# Aim of the task
Whenever a line in the entries below contains the string "InputRequest", copy that line.

**** Source material ****

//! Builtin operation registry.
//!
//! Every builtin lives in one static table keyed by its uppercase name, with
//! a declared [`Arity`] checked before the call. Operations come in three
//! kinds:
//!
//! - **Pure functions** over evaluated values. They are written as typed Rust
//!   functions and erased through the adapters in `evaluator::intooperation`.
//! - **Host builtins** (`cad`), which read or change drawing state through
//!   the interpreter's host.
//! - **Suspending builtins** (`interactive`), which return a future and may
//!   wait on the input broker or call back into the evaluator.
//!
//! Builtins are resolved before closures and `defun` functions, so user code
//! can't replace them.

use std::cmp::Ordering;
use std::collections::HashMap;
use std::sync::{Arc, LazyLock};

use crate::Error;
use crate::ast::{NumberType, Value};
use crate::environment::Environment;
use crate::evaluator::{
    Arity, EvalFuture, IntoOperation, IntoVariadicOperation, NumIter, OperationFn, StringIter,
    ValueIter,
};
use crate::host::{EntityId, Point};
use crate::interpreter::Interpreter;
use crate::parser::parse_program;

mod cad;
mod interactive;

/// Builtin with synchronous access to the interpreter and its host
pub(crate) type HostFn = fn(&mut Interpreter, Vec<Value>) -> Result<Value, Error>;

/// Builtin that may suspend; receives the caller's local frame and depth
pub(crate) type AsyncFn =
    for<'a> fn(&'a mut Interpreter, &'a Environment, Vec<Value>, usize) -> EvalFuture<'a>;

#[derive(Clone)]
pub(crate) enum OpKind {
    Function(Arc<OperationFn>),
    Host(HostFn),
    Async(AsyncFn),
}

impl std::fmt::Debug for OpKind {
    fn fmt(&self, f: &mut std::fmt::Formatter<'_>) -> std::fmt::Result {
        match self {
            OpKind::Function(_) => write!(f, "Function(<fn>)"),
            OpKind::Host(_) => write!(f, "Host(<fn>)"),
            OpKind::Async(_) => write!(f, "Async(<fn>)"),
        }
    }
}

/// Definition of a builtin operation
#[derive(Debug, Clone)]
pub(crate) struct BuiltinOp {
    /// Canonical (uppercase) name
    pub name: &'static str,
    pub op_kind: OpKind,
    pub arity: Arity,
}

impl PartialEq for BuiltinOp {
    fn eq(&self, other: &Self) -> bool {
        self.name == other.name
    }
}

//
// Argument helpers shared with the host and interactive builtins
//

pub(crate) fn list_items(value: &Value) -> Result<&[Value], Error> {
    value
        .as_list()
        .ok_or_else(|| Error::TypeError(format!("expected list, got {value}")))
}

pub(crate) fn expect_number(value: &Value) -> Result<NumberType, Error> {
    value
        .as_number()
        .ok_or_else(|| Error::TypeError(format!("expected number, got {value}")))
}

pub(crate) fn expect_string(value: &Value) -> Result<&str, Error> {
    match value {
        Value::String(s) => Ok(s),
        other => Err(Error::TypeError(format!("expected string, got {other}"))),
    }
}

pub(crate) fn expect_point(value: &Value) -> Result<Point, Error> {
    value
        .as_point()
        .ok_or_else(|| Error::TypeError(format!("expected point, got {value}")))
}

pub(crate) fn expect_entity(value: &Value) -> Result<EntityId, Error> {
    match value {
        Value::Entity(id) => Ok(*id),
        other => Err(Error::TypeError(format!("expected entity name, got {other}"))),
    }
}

****
**** Source material ****

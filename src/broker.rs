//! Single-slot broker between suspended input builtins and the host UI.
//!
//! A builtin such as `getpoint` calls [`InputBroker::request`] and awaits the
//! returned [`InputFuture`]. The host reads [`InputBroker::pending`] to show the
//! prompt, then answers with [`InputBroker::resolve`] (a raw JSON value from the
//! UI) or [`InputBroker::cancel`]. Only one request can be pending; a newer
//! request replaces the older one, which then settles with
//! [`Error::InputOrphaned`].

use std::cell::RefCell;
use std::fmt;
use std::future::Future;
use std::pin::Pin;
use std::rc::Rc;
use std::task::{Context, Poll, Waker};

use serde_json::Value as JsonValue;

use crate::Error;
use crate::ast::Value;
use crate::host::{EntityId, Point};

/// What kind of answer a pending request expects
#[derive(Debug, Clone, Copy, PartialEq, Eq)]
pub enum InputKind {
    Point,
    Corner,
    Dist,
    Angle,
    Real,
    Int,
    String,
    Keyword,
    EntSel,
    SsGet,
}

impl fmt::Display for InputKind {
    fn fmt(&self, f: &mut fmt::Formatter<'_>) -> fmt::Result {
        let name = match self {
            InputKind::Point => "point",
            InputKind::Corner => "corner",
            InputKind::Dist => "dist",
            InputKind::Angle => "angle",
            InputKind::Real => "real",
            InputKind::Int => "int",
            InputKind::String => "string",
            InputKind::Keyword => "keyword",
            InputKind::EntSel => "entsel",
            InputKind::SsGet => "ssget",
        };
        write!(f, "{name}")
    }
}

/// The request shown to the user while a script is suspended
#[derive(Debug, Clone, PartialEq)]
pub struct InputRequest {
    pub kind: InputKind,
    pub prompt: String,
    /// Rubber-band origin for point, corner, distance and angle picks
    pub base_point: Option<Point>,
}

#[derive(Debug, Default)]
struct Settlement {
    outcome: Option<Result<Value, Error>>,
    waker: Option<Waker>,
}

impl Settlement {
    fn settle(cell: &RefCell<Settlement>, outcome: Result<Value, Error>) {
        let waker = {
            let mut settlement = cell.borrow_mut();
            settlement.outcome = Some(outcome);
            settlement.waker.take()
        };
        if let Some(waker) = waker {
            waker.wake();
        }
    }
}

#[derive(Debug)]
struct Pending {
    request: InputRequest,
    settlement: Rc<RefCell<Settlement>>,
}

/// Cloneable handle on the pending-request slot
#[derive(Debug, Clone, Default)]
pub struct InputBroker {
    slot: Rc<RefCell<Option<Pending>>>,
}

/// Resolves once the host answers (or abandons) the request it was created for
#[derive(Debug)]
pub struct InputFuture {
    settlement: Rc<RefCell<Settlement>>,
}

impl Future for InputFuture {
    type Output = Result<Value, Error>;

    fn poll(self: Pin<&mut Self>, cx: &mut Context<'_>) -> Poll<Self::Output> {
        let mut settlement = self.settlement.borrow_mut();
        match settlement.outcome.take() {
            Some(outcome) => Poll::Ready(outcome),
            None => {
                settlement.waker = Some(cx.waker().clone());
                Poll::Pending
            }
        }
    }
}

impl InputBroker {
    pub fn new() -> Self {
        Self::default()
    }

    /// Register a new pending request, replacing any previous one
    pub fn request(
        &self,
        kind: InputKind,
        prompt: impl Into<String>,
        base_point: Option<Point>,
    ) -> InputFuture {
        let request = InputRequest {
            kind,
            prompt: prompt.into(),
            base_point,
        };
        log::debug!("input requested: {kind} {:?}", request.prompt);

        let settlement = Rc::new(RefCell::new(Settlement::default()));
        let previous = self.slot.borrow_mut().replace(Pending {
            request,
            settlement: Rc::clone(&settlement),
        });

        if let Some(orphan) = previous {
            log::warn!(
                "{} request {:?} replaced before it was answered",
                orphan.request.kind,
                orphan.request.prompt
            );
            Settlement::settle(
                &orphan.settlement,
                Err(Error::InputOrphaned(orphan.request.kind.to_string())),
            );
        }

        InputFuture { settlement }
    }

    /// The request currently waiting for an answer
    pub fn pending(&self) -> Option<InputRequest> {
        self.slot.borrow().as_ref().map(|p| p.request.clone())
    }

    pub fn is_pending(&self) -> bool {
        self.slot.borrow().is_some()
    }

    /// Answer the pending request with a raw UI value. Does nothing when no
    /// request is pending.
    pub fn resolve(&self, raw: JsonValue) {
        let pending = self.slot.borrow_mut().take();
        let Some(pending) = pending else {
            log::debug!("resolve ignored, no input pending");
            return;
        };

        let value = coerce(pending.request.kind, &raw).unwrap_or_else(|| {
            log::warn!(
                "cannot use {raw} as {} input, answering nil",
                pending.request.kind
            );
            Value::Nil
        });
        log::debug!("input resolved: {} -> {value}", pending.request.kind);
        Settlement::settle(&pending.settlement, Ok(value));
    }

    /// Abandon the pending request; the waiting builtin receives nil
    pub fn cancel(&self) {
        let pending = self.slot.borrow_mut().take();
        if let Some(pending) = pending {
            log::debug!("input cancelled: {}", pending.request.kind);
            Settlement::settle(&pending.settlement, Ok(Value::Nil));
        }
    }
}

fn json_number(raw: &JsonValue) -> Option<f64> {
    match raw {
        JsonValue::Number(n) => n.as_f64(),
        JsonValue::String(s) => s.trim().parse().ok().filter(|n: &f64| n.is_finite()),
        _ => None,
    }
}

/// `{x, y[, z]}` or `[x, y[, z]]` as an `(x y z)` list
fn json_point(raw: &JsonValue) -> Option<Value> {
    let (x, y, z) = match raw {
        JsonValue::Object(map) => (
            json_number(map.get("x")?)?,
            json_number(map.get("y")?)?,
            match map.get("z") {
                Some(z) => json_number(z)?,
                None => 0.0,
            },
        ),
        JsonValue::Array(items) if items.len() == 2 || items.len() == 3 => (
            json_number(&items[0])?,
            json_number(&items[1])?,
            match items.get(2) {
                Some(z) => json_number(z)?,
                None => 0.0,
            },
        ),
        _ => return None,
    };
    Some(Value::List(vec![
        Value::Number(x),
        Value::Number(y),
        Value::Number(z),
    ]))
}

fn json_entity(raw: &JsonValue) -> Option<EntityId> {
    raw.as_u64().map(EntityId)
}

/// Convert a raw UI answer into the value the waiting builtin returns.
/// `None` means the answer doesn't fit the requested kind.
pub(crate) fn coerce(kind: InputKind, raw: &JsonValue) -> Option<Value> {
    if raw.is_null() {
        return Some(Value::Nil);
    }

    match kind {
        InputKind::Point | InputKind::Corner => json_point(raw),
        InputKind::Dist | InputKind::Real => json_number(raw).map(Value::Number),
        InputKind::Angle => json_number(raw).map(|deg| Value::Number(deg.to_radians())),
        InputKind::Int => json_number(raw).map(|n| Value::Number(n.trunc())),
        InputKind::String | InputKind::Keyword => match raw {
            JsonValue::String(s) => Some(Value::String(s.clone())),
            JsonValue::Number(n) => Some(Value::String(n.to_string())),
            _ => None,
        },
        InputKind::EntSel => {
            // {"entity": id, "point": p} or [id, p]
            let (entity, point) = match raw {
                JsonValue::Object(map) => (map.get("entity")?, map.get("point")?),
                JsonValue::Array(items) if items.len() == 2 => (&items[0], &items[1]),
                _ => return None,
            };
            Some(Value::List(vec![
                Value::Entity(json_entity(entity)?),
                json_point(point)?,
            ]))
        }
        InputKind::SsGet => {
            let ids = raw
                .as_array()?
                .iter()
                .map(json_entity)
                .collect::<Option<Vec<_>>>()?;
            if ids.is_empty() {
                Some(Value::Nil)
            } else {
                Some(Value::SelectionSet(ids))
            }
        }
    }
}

****

# Answer
pub struct InputRequest {
    request: InputRequest,
        let request = InputRequest {
    pub fn pending(&self) -> Option<InputRequest> {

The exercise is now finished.